■ AIM OF THE TASK:
Go to the line in the data below that contains "pub use tower_http;". Write it out exactly, along with every later line through the last, and nothing else.

-------- DATA SUPPLIED

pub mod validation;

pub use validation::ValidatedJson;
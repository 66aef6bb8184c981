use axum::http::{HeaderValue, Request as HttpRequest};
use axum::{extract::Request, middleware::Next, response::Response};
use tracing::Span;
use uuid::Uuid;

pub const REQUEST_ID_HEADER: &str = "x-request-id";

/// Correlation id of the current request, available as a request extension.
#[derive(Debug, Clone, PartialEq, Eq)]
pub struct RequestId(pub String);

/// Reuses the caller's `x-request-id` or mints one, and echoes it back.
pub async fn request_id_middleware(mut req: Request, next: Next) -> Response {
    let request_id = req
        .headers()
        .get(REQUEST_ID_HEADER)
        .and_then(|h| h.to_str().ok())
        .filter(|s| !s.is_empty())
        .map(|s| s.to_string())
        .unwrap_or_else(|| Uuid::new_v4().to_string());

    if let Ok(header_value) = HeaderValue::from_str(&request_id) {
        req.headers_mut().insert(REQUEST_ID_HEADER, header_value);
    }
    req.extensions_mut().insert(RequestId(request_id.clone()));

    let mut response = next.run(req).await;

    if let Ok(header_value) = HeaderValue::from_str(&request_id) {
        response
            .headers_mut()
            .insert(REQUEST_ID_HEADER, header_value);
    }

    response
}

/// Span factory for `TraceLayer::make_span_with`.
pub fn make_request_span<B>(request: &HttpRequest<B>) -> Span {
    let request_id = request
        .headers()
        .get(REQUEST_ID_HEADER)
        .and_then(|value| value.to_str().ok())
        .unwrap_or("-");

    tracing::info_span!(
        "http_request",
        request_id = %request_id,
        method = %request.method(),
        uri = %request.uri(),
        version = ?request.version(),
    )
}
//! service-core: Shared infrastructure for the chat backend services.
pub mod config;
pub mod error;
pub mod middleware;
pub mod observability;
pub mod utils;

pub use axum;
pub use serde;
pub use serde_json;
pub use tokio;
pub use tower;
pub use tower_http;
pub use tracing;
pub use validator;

----------------

■ RESULT FOR THIS TASK:
pub use tower_http;
pub use tracing;
pub use validator;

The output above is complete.